====== Dataset records

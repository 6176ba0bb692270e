//! # HMS Core
//!
//! Core business logic for the hospital management portal.
//!
//! This crate owns every rule and every row:
//! - Identities, role profiles and the doctor approval gate
//! - The appointment scheduler and its slot constraint
//! - The prescription ledger, catalogs, billing, the shop and messaging
//! - Storage in SQLite via `sqlx`, with embedded migrations
//!
//! **No API concerns**: session cookies, HTTP routing and redirects belong in `api-rest` and
//! `api-shared`. Operations take the calling [`Actor`] explicitly instead of reading any
//! request-global state.

pub mod actor;
pub mod config;
pub mod constants;
pub mod db;
pub mod error;
pub mod money;
pub(crate) mod password;
pub mod repositories;
pub mod validation;

pub use actor::{Actor, Role, UserId};
pub use config::{core_config_from_env, CoreConfig, PasswordCost};
pub use db::Database;
pub use error::{HmsError, HmsResult};
pub use money::Money;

============

Exercise details »
In the data, how many lines hold the word "error"? State that number alone.

Output below »
2